*TASK REQUIREMENTS*.
Copy out the listing that follows in its entirety, keeping it exactly the same.
------ DATA IN THIS EXERCISE
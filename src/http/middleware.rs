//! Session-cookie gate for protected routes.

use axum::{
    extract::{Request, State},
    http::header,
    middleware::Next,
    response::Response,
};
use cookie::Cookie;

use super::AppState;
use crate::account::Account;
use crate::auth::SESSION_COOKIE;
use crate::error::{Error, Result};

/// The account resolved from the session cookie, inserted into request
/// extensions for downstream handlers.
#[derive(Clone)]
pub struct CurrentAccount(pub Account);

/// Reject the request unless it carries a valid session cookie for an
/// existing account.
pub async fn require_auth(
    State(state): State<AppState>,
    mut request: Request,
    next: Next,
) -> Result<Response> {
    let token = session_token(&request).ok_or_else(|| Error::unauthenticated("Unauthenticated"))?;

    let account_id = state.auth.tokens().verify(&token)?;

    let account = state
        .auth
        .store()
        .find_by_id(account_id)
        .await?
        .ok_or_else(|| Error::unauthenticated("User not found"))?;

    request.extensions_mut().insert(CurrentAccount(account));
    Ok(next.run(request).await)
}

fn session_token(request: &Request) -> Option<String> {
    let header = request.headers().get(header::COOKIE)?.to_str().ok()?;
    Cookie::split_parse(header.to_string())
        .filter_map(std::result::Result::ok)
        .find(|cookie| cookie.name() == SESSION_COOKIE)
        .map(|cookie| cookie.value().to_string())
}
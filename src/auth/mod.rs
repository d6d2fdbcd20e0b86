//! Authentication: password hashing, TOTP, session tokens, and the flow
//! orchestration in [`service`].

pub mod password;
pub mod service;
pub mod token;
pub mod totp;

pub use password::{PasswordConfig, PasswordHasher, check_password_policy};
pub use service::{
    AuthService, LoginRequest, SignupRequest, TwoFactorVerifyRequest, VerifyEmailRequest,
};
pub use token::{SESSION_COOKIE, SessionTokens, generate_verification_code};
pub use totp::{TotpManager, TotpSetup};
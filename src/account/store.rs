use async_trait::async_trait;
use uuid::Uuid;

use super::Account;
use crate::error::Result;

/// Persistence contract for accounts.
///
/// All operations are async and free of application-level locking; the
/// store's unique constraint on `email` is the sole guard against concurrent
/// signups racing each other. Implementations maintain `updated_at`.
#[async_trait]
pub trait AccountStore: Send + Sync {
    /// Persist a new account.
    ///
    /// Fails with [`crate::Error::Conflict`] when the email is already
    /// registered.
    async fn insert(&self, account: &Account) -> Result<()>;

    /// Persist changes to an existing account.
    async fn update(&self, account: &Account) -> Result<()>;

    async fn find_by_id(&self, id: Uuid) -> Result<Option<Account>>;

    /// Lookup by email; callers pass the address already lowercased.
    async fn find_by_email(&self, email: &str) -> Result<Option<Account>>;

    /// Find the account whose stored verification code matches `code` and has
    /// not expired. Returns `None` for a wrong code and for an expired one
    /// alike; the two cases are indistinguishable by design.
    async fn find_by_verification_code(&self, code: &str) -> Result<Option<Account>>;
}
------------
*RESPONSE BOX*.
filename src/http/middleware.rs
//! Session-cookie gate for protected routes.

use axum::{
    extract::{Request, State},
    http::header,
    middleware::Next,
    response::Response,
};
use cookie::Cookie;

use super::AppState;
use crate::account::Account;
use crate::auth::SESSION_COOKIE;
use crate::error::{Error, Result};

/// The account resolved from the session cookie, inserted into request
/// extensions for downstream handlers.
#[derive(Clone)]
pub struct CurrentAccount(pub Account);

/// Reject the request unless it carries a valid session cookie for an
/// existing account.
pub async fn require_auth(
    State(state): State<AppState>,
    mut request: Request,
    next: Next,
) -> Result<Response> {
    let token = session_token(&request).ok_or_else(|| Error::unauthenticated("Unauthenticated"))?;

    let account_id = state.auth.tokens().verify(&token)?;

    let account = state
        .auth
        .store()
        .find_by_id(account_id)
        .await?
        .ok_or_else(|| Error::unauthenticated("User not found"))?;

    request.extensions_mut().insert(CurrentAccount(account));
    Ok(next.run(request).await)
}

fn session_token(request: &Request) -> Option<String> {
    let header = request.headers().get(header::COOKIE)?.to_str().ok()?;
    Cookie::split_parse(header.to_string())
        .filter_map(std::result::Result::ok)
        .find(|cookie| cookie.name() == SESSION_COOKIE)
        .map(|cookie| cookie.value().to_string())
}
filename src/auth/mod.rs
repository d6d2fdbcd20e0b86
//! Authentication: password hashing, TOTP, session tokens, and the flow
//! orchestration in [`service`].

pub mod password;
pub mod service;
pub mod token;
pub mod totp;

pub use password::{PasswordConfig, PasswordHasher, check_password_policy};
pub use service::{
    AuthService, LoginRequest, SignupRequest, TwoFactorVerifyRequest, VerifyEmailRequest,
};
pub use token::{SESSION_COOKIE, SessionTokens, generate_verification_code};
pub use totp::{TotpManager, TotpSetup};
filename src/account/store.rs
use async_trait::async_trait;
use uuid::Uuid;

use super::Account;
use crate::error::Result;

/// Persistence contract for accounts.
///
/// All operations are async and free of application-level locking; the
/// store's unique constraint on `email` is the sole guard against concurrent
/// signups racing each other. Implementations maintain `updated_at`.
#[async_trait]
pub trait AccountStore: Send + Sync {
    /// Persist a new account.
    ///
    /// Fails with [`crate::Error::Conflict`] when the email is already
    /// registered.
    async fn insert(&self, account: &Account) -> Result<()>;

    /// Persist changes to an existing account.
    async fn update(&self, account: &Account) -> Result<()>;

    async fn find_by_id(&self, id: Uuid) -> Result<Option<Account>>;

    /// Lookup by email; callers pass the address already lowercased.
    async fn find_by_email(&self, email: &str) -> Result<Option<Account>>;

    /// Find the account whose stored verification code matches `code` and has
    /// not expired. Returns `None` for a wrong code and for an expired one
    /// alike; the two cases are indistinguishable by design.
    async fn find_by_verification_code(&self, code: &str) -> Result<Option<Account>>;
}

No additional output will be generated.